> Task
Type out the entries below again, character for character.

※

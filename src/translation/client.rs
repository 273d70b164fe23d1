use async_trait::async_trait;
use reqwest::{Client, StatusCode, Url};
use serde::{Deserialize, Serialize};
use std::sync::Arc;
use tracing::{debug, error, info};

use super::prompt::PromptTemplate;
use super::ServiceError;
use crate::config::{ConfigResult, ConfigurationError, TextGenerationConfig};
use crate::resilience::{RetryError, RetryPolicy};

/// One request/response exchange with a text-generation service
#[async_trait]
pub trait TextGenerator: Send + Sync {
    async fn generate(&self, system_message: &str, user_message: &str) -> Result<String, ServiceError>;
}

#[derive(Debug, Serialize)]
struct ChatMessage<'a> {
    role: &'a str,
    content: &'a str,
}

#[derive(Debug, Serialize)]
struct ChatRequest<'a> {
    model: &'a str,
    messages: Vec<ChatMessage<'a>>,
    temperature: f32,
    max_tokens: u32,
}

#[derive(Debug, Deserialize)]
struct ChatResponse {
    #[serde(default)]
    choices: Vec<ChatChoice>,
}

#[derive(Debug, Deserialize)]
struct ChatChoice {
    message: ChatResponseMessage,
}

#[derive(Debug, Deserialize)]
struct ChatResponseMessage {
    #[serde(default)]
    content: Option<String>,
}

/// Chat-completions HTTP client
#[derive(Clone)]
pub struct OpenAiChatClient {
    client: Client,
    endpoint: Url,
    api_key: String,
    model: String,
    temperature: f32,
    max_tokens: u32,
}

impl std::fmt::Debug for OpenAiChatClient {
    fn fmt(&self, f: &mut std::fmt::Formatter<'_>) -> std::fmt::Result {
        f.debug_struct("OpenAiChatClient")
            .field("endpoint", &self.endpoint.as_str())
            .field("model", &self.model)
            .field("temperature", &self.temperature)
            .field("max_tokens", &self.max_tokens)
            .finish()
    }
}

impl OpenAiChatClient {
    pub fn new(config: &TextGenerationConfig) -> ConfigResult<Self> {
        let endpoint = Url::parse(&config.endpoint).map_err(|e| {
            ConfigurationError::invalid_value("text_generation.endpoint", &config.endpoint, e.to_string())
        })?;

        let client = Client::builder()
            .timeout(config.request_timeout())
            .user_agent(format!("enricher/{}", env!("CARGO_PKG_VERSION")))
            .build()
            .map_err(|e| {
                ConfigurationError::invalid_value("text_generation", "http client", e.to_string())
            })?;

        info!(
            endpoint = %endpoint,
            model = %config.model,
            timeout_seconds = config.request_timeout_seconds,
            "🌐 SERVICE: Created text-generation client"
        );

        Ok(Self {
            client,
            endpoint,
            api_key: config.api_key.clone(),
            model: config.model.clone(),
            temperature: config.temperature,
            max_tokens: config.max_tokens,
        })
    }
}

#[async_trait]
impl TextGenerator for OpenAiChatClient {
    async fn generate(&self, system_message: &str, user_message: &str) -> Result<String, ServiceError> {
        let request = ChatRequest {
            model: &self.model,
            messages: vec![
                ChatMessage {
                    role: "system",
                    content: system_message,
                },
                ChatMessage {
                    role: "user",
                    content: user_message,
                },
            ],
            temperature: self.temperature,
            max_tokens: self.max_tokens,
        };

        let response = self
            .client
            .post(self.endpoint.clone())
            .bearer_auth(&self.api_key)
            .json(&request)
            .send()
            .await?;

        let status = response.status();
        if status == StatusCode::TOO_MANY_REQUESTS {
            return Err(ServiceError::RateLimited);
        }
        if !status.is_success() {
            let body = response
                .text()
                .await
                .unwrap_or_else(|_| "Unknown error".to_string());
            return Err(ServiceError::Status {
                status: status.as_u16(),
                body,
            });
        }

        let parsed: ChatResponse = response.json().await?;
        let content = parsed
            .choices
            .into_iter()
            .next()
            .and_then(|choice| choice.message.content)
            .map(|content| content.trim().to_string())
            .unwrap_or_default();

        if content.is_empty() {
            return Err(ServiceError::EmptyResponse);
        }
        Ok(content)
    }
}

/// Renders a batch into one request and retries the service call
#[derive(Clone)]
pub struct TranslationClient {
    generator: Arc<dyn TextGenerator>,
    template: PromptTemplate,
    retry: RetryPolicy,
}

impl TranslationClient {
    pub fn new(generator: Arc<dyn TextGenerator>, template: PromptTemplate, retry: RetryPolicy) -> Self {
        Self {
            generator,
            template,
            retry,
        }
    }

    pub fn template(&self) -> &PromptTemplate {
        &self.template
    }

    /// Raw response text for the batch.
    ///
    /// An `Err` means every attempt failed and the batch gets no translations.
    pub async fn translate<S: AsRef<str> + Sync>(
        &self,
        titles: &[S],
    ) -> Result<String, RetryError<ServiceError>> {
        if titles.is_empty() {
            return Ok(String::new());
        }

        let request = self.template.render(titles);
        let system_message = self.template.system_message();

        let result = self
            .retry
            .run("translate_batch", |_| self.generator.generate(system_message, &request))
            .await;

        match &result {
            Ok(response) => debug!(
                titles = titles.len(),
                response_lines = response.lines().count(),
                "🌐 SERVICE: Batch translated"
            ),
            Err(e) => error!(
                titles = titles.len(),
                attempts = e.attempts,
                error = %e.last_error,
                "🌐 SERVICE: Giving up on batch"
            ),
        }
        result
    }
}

※

> Answer to this task
filename src/translation/client.rs
repository 273d70b164fe23d1
use async_trait::async_trait;
use reqwest::{Client, StatusCode, Url};
use serde::{Deserialize, Serialize};
use std::sync::Arc;
use tracing::{debug, error, info};

use super::prompt::PromptTemplate;
use super::ServiceError;
use crate::config::{ConfigResult, ConfigurationError, TextGenerationConfig};
use crate::resilience::{RetryError, RetryPolicy};

/// One request/response exchange with a text-generation service
#[async_trait]
pub trait TextGenerator: Send + Sync {
    async fn generate(&self, system_message: &str, user_message: &str) -> Result<String, ServiceError>;
}

#[derive(Debug, Serialize)]
struct ChatMessage<'a> {
    role: &'a str,
    content: &'a str,
}

#[derive(Debug, Serialize)]
struct ChatRequest<'a> {
    model: &'a str,
    messages: Vec<ChatMessage<'a>>,
    temperature: f32,
    max_tokens: u32,
}

#[derive(Debug, Deserialize)]
struct ChatResponse {
    #[serde(default)]
    choices: Vec<ChatChoice>,
}

#[derive(Debug, Deserialize)]
struct ChatChoice {
    message: ChatResponseMessage,
}

#[derive(Debug, Deserialize)]
struct ChatResponseMessage {
    #[serde(default)]
    content: Option<String>,
}

/// Chat-completions HTTP client
#[derive(Clone)]
pub struct OpenAiChatClient {
    client: Client,
    endpoint: Url,
    api_key: String,
    model: String,
    temperature: f32,
    max_tokens: u32,
}

impl std::fmt::Debug for OpenAiChatClient {
    fn fmt(&self, f: &mut std::fmt::Formatter<'_>) -> std::fmt::Result {
        f.debug_struct("OpenAiChatClient")
            .field("endpoint", &self.endpoint.as_str())
            .field("model", &self.model)
            .field("temperature", &self.temperature)
            .field("max_tokens", &self.max_tokens)
            .finish()
    }
}

impl OpenAiChatClient {
    pub fn new(config: &TextGenerationConfig) -> ConfigResult<Self> {
        let endpoint = Url::parse(&config.endpoint).map_err(|e| {
            ConfigurationError::invalid_value("text_generation.endpoint", &config.endpoint, e.to_string())
        })?;

        let client = Client::builder()
            .timeout(config.request_timeout())
            .user_agent(format!("enricher/{}", env!("CARGO_PKG_VERSION")))
            .build()
            .map_err(|e| {
                ConfigurationError::invalid_value("text_generation", "http client", e.to_string())
            })?;

        info!(
            endpoint = %endpoint,
            model = %config.model,
            timeout_seconds = config.request_timeout_seconds,
            "🌐 SERVICE: Created text-generation client"
        );

        Ok(Self {
            client,
            endpoint,
            api_key: config.api_key.clone(),
            model: config.model.clone(),
            temperature: config.temperature,
            max_tokens: config.max_tokens,
        })
    }
}

#[async_trait]
impl TextGenerator for OpenAiChatClient {
    async fn generate(&self, system_message: &str, user_message: &str) -> Result<String, ServiceError> {
        let request = ChatRequest {
            model: &self.model,
            messages: vec![
                ChatMessage {
                    role: "system",
                    content: system_message,
                },
                ChatMessage {
                    role: "user",
                    content: user_message,
                },
            ],
            temperature: self.temperature,
            max_tokens: self.max_tokens,
        };

        let response = self
            .client
            .post(self.endpoint.clone())
            .bearer_auth(&self.api_key)
            .json(&request)
            .send()
            .await?;

        let status = response.status();
        if status == StatusCode::TOO_MANY_REQUESTS {
            return Err(ServiceError::RateLimited);
        }
        if !status.is_success() {
            let body = response
                .text()
                .await
                .unwrap_or_else(|_| "Unknown error".to_string());
            return Err(ServiceError::Status {
                status: status.as_u16(),
                body,
            });
        }

        let parsed: ChatResponse = response.json().await?;
        let content = parsed
            .choices
            .into_iter()
            .next()
            .and_then(|choice| choice.message.content)
            .map(|content| content.trim().to_string())
            .unwrap_or_default();

        if content.is_empty() {
            return Err(ServiceError::EmptyResponse);
        }
        Ok(content)
    }
}

/// Renders a batch into one request and retries the service call
#[derive(Clone)]
pub struct TranslationClient {
    generator: Arc<dyn TextGenerator>,
    template: PromptTemplate,
    retry: RetryPolicy,
}

impl TranslationClient {
    pub fn new(generator: Arc<dyn TextGenerator>, template: PromptTemplate, retry: RetryPolicy) -> Self {
        Self {
            generator,
            template,
            retry,
        }
    }

    pub fn template(&self) -> &PromptTemplate {
        &self.template
    }

    /// Raw response text for the batch.
    ///
    /// An `Err` means every attempt failed and the batch gets no translations.
    pub async fn translate<S: AsRef<str> + Sync>(
        &self,
        titles: &[S],
    ) -> Result<String, RetryError<ServiceError>> {
        if titles.is_empty() {
            return Ok(String::new());
        }

        let request = self.template.render(titles);
        let system_message = self.template.system_message();

        let result = self
            .retry
            .run("translate_batch", |_| self.generator.generate(system_message, &request))
            .await;

        match &result {
            Ok(response) => debug!(
                titles = titles.len(),
                response_lines = response.lines().count(),
                "🌐 SERVICE: Batch translated"
            ),
            Err(e) => error!(
                titles = titles.len(),
                attempts = e.attempts,
                error = %e.last_error,
                "🌐 SERVICE: Giving up on batch"
            ),
        }
        result
    }
}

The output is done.